The regulation of transendothelial migration: new knowledge and new questions

Abstract

Leucocyte transendothelial migration (TEM) involves a co-operative series of interactions between surface molecules on the leucocyte and cognate counter-ligands on the endothelial cell. These interactions set up a cascade of signalling events inside the endothelial cell that both allow for the junctions to loosen and for membrane to be recruited from the lateral border recycling compartment (LBRC). The LBRC is thought to provide an increased surface area and unligated receptors to the leucocyte to continue the process. The relative importance of the individual adhesion/signalling molecules that promote transmigration may vary depending on the type of leucocyte, the vascular bed, the inflammatory stimulus, and the stage of the inflammatory response. However, the molecular interactions between leucocyte and endothelial cell activate signalling pathways that disengage the adherens and tight junctions and recruit the LBRC to the site of transmigration.

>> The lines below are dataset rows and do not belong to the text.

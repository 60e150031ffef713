use redis::aio::ConnectionManager;
use std::sync::Arc;

use crate::{
    clock::{Clock, SystemClock},
    config::{Config, PolicyConfig},
    crypto::cipher::CryptoBox,
    error::Result,
    repositories::session_record::{PgSessionRecordRepository, SessionRecordRepository},
    services::{
        activity::ActivityTracker,
        admission::AdmissionPolicy,
        enricher::{GeoLocator, MetadataEnricher, NullGeoLocator},
        geoip::MaxMindGeoLocator,
        sessions::SessionManager,
        user_agent::HeuristicUserAgentParser,
    },
    session::{
        identity::SessionLogout,
        redis_store::RedisSessionStore,
        store::SessionStore,
    },
};

/// The collaborators an `AppState` is assembled from.
pub struct StateParts {
    pub policy: PolicyConfig,
    /// Lifetime of a session container and of its cookie.
    pub session_lifetime: chrono::Duration,
    pub sessions: Arc<dyn SessionStore>,
    pub records: Arc<dyn SessionRecordRepository>,
    pub cipher: CryptoBox,
    pub clock: Arc<dyn Clock>,
    pub geo: Arc<dyn GeoLocator>,
}

/// The application's state.
#[derive(Clone)]
pub struct AppState {
    /// Lifetime of a session container and of its cookie.
    pub session_lifetime: chrono::Duration,
    /// The session container store.
    pub sessions: Arc<dyn SessionStore>,
    /// The time source.
    pub clock: Arc<dyn Clock>,
    /// The session admission policy.
    pub admission: AdmissionPolicy,
    /// The activity tracker.
    pub tracker: ActivityTracker,
    /// Session listing and revocation.
    pub manager: SessionManager,
}

impl AppState {
    /// Creates a new `AppState` backed by PostgreSQL and Redis.
    ///
    /// # Arguments
    ///
    /// * `config` - The application's configuration.
    ///
    /// # Returns
    ///
    /// A `Result` containing the `AppState`.
    pub async fn new(config: &Config) -> Result<Self> {
        let db = crate::db::create_pool(&config.database_url, config.database_pool_size)?;
        crate::db::ensure_schema(&db).await?;
        tracing::info!("✅ PostgreSQL Pool initialized with deadpool-postgres");

        let redis_client = redis::Client::open(config.redis_url.as_str())?;
        let redis = ConnectionManager::new(redis_client).await?;
        tracing::info!("✅ Redis Connection Manager initialized (pooled)");

        let cipher = CryptoBox::from_slice(config.session_secret_key.as_slice())?;
        tracing::info!("✅ Session cipher initialized");

        let geo: Arc<dyn GeoLocator> = match &config.geoip_database_path {
            Some(path) => Arc::new(MaxMindGeoLocator::open(path)?),
            None => {
                tracing::warn!("⚠️ GEOIP_DATABASE_PATH not set, sessions will be stored without a location");
                Arc::new(NullGeoLocator)
            }
        };

        Ok(Self::assemble(StateParts {
            policy: config.policy.clone(),
            session_lifetime: chrono::Duration::days(config.session_duration_days),
            sessions: Arc::new(RedisSessionStore::new(redis)),
            records: Arc::new(PgSessionRecordRepository::new(db)),
            cipher,
            clock: Arc::new(SystemClock),
            geo,
        }))
    }

    /// Wires the services together from their collaborators.
    pub fn assemble(parts: StateParts) -> Self {
        let enricher = MetadataEnricher::new(parts.geo, Arc::new(HeuristicUserAgentParser));

        let admission = AdmissionPolicy::new(
            parts.policy,
            parts.sessions.clone(),
            parts.records.clone(),
            enricher,
            Arc::new(parts.cipher),
            parts.clock.clone(),
            Arc::new(SessionLogout),
        );

        let tracker = ActivityTracker::new(parts.records.clone(), parts.clock.clone());
        let manager = SessionManager::new(parts.sessions.clone(), parts.records);

        Self {
            session_lifetime: parts.session_lifetime,
            sessions: parts.sessions,
            clock: parts.clock,
            admission,
            tracker,
            manager,
        }
    }
}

With the exception of disengaging the junctions, similar molecules and mechanisms promote transcellular migration as paracellular migration of leucocytes. This review will discuss the molecular interactions and signalling pathways that regulate transmigration, and the common themes that emerge from studying TEM of different leucocyte subsets under different inflammatory conditions. We will also raise some unanswered questions in need of future research.

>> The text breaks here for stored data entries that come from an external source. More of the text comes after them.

use http::{Method, header};
use std::net::SocketAddr;
use std::sync::Arc;
use std::time::Duration;
use tower_governor::governor::GovernorConfigBuilder;
use tower_http::{
    trace::{TraceLayer, DefaultMakeSpan, DefaultOnRequest, DefaultOnResponse, DefaultOnFailure},
    cors::CorsLayer,
};

use tracing::Level;
use tracing_subscriber::{layer::SubscriberExt, util::SubscriberInitExt};

use session_warden::{config::Config, routes, state::AppState};

#[tokio::main]
async fn main() -> anyhow::Result<()> {
    tracing_subscriber::registry()
        .with(tracing_subscriber::EnvFilter::new(
            std::env::var("RUST_LOG").unwrap_or_else(|_| "info".into()),
        ))
        .with(tracing_subscriber::fmt::layer())
        .init();

    dotenvy::dotenv().ok();

    let config = Config::from_env()?;
    tracing::info!("✅ Configuration loaded successfully");

    let state = AppState::new(&config).await?;
    tracing::info!("✅ AppState initialized");

    let cors = CorsLayer::new()
        .allow_origin([
            "http://localhost:3000".parse::<http::HeaderValue>()?,
            "http://127.0.0.1:3000".parse::<http::HeaderValue>()?,
            "http://[::1]:3000".parse::<http::HeaderValue>()?,
        ])
        .allow_methods([Method::GET, Method::DELETE, Method::OPTIONS])
        .allow_headers([header::CONTENT_TYPE, header::ACCEPT, header::COOKIE])
        .allow_credentials(true)
        .max_age(Duration::from_secs(86400));

    let governor_conf = Arc::new(
        GovernorConfigBuilder::default()
            .per_second(10)
            .burst_size(100)
            .use_headers()
            .finish()
            .ok_or_else(|| anyhow::anyhow!("Invalid rate limiter configuration"))?,
    );

    let app = routes::app(state.clone())
        .layer(tower_governor::GovernorLayer::new(governor_conf))
        .layer(
            TraceLayer::new_for_http()
                .make_span_with(DefaultMakeSpan::default().include_headers(false))
                .on_request(DefaultOnRequest::default().level(Level::DEBUG))
                .on_response(DefaultOnResponse::default().level(Level::DEBUG))
                .on_failure(DefaultOnFailure::default().level(Level::ERROR)),
        )
        .layer(cors);

    let sweep_manager = state.manager.clone();
    let sweep_interval = config.orphan_sweep_interval;
    tokio::spawn(async move {
        loop {
            tokio::time::sleep(sweep_interval).await;
            tracing::info!("🧹 Sweeping session records without a container...");
            match sweep_manager.prune_orphans().await {
                Ok(pruned) => {
                    tracing::info!("✅ Orphan sweep completed - {} records removed", pruned);
                }
                Err(e) => {
                    tracing::error!("❌ Orphan sweep failed: {}", e);
                }
            }
        }
    });

    let addr = config.bind_addr;
    tracing::info!("🚀 Server listening on http://{}", addr);
    tracing::info!("✅ Orphan sweep started (every {}s)", sweep_interval.as_secs());

    let listener = tokio::net::TcpListener::bind(&addr).await?;
    axum::serve(
        listener,
        app.into_make_service_with_connect_info::<SocketAddr>(),
    )
    .await?;

    Ok(())
}
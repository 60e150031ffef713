use chrono::{DateTime, Utc};
use serde::{Deserialize, Serialize};
use std::net::IpAddr;
use tokio_postgres::Row;
use uuid::Uuid;

use crate::error::Result;

/// Metadata about one login session.
///
/// Each record belongs to exactly one session container; deleting the
/// container is what ends the record's life.
#[derive(Debug, Clone, PartialEq, Serialize, Deserialize)]
pub struct SessionRecord {
    /// The record's own identifier.
    pub id: Uuid,
    /// The user who owns the session.
    pub user_id: Uuid,
    /// Identifier of the session container this record describes.
    pub container_id: String,
    /// The client address the session was opened from.
    pub ip_address: IpAddr,
    /// City resolved from the address, if known.
    pub city: Option<String>,
    /// Country resolved from the address, if known.
    pub country: Option<String>,
    /// `"{browser family} {browser version}"`.
    pub browser_info: String,
    /// `"{device family} {os family} {os version}"`.
    pub device_info: String,
    /// When the session was admitted. Never changes.
    pub created_at: DateTime<Utc>,
    /// The last request seen for this session.
    pub last_activity: Option<DateTime<Utc>>,
    /// When the session stops being valid. `None` means it never expires.
    pub expires_at: Option<DateTime<Utc>>,
}

impl SessionRecord {
    /// Builds a record from a `session_records` row.
    ///
    /// # Arguments
    ///
    /// * `row` - A row selected with [`SESSION_RECORD_COLUMNS`].
    ///
    /// # Returns
    ///
    /// A `Result` containing the `SessionRecord`.
    pub fn from_row(row: &Row) -> Result<Self> {
        Ok(Self {
            id: row.try_get("id")?,
            user_id: row.try_get("user_id")?,
            container_id: row.try_get("container_id")?,
            ip_address: row.try_get("ip_address")?,
            city: row.try_get("city")?,
            country: row.try_get("country")?,
            browser_info: row.try_get("browser_info")?,
            device_info: row.try_get("device_info")?,
            created_at: row.try_get("created_at")?,
            last_activity: row.try_get("last_activity")?,
            expires_at: row.try_get("expires_at")?,
        })
    }

    /// Whether the record has an expiry date that has passed.
    pub fn is_expired_at(&self, now: DateTime<Utc>) -> bool {
        self.expires_at.is_some_and(|expires_at| expires_at <= now)
    }
}

/// Column list matching [`SessionRecord::from_row`].
pub const SESSION_RECORD_COLUMNS: &str = "id, user_id, container_id, ip_address, city, country, \
     browser_info, device_info, created_at, last_activity, expires_at";

/// Where a session came from, as resolved by the metadata enricher.
#[derive(Debug, Clone, PartialEq, Eq)]
pub struct GeoDescriptor {
    pub ip_address: IpAddr,
    pub city: Option<String>,
    pub country: Option<String>,
}

/// What a session runs on, as resolved by the metadata enricher.
#[derive(Debug, Clone, PartialEq, Eq)]
pub struct DeviceDescriptor {
    pub browser_info: String,
    pub device_info: String,
}

/// Everything needed to insert a record; the id is assigned on insert.
#[derive(Debug, Clone)]
pub struct NewSessionRecord {
    pub user_id: Uuid,
    pub container_id: String,
    pub geo: GeoDescriptor,
    pub device: DeviceDescriptor,
    pub created_at: DateTime<Utc>,
    pub last_activity: Option<DateTime<Utc>>,
    pub expires_at: Option<DateTime<Utc>>,
}

impl NewSessionRecord {
    /// Materializes the record under a freshly generated id.
    pub fn into_record(self) -> SessionRecord {
        SessionRecord {
            id: Uuid::new_v4(),
            user_id: self.user_id,
            container_id: self.container_id,
            ip_address: self.geo.ip_address,
            city: self.geo.city,
            country: self.geo.country,
            browser_info: self.device.browser_info,
            device_info: self.device.device_info,
            created_at: self.created_at,
            last_activity: self.last_activity,
            expires_at: self.expires_at,
        }
    }
}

Keywords: Adhesion molecules; Cell junctions; Diapedesis; Lateral border recycling compartment; Transendothelial migration.

Figure 1

PECAM, CD99, and JAM-A, but not VE-cadherin, are in the LBRC. Endothelial cells were incubated with HRP-conjugated mAb specific for PECAM, CD99, JAM-A, or VE-cadherin for 1 h at 37°C, then fixed, and reacted with diaminoabenzidine-H₂O₂ as described.^– As a control for non-specific labelling, free HRP was added at the concentration present on the antibodies. En face sections were cut for EM analysis. In addition to being present along the cell border (dark electron-dense staining), PECAM, CD99, and JAM-A are all present in interconnected vesicular structures of the LBRC. VE-cadherin is present at the cell border (arrowhead), but not in the interconnected vesicular structures adjacent to it (arrows). Arrowheads indicate cell borders; arrows indicate the LBRC. Scale bar: 200 nm. Reproduced from Mamdouh et al. with permission.

Figure 2

Targeted trafficking of membrane from the LBRC to surround leucocytes undergoing transcellular migration. PECAM in the LBRC was labelled with Fab fragments of a non-blocking mAb as a surrogate marker for LBRC trafficking to the endothelial surface, as described.^– Staining of recycled PECAM as a surrogate for recycling LBRC (left panel, red in overlay) surrounding monocytes (upper panel) and a neutrophil (PMN) (lower panel) demonstrates movement of membrane from the LBRC to the endothelial surface. Recycled PECAM is seen around the leucocytes migrating transcellularly (thin arrows) far from the endothelial border (arrowheads). Recycling LBRC enrichment is as great around the monocyte migrating transcellularly as it is around the monocyte migrating paracellularly (thick arrow). Actin staining (middle panel, green in merge) shows relative positions of the cells. Orthogonal (X–Z) projection demonstrates leucocytes in the act of transcellular migration. Arrows indicate recycled PECAM around leucocytes. Bar = 10 μm. Reproduced from Mamdouh et al. with permission.

Figure 3

Schematic model of some molecular events that regulate TEM. A highly oversimplified diagram of a leucocyte (top) engaging endothelial cells at the start of TEM. Events relevant to weakening of adherens junctions are shown in the left endothelial cell; those relevant to the LBRC are shown in the right endothelial cell. In reality, these events are taking place simultaneously in both cells. Similarly, the clustering of ICAM-1 and VCAM-1 is separated, but these molecules intermix. Clustering of ICAM-1 by leucocyte integrins LFA-1 and Mac-1 and of VCAM-1 by leucocyte integrin VLA-4 leads to the signalling cascades described in the text. These pathways intersect and both lead to increase in actin–myosin tension and phosphorylation of VE-cadherin, which facilitates its clearance for the adherens junction. Homophilic interactions between PECAM (hook-shaped surface molecules) on the leucocyte and PECAM on the endothelial cell lead to activation of kinesin and recruitment of the LBRC membrane along microtubules to the site of TEM. Clustering of ICAM-1 activates src, which is required for TEM and brings SHP2 to the site of TEM, perhaps to dephosphorylate PECAM and PVR and reset the system. Other abbreviations: ↑[Ca⁺²]_i , increase in cytosolic-free calcium ion; CaM, calmodulin; MLCK, myosin light chain kinase; MPase, myosin phosphatase; ROCK, Rho kinase; ROS, reactive oxygen species; circled P, phosphorylated state.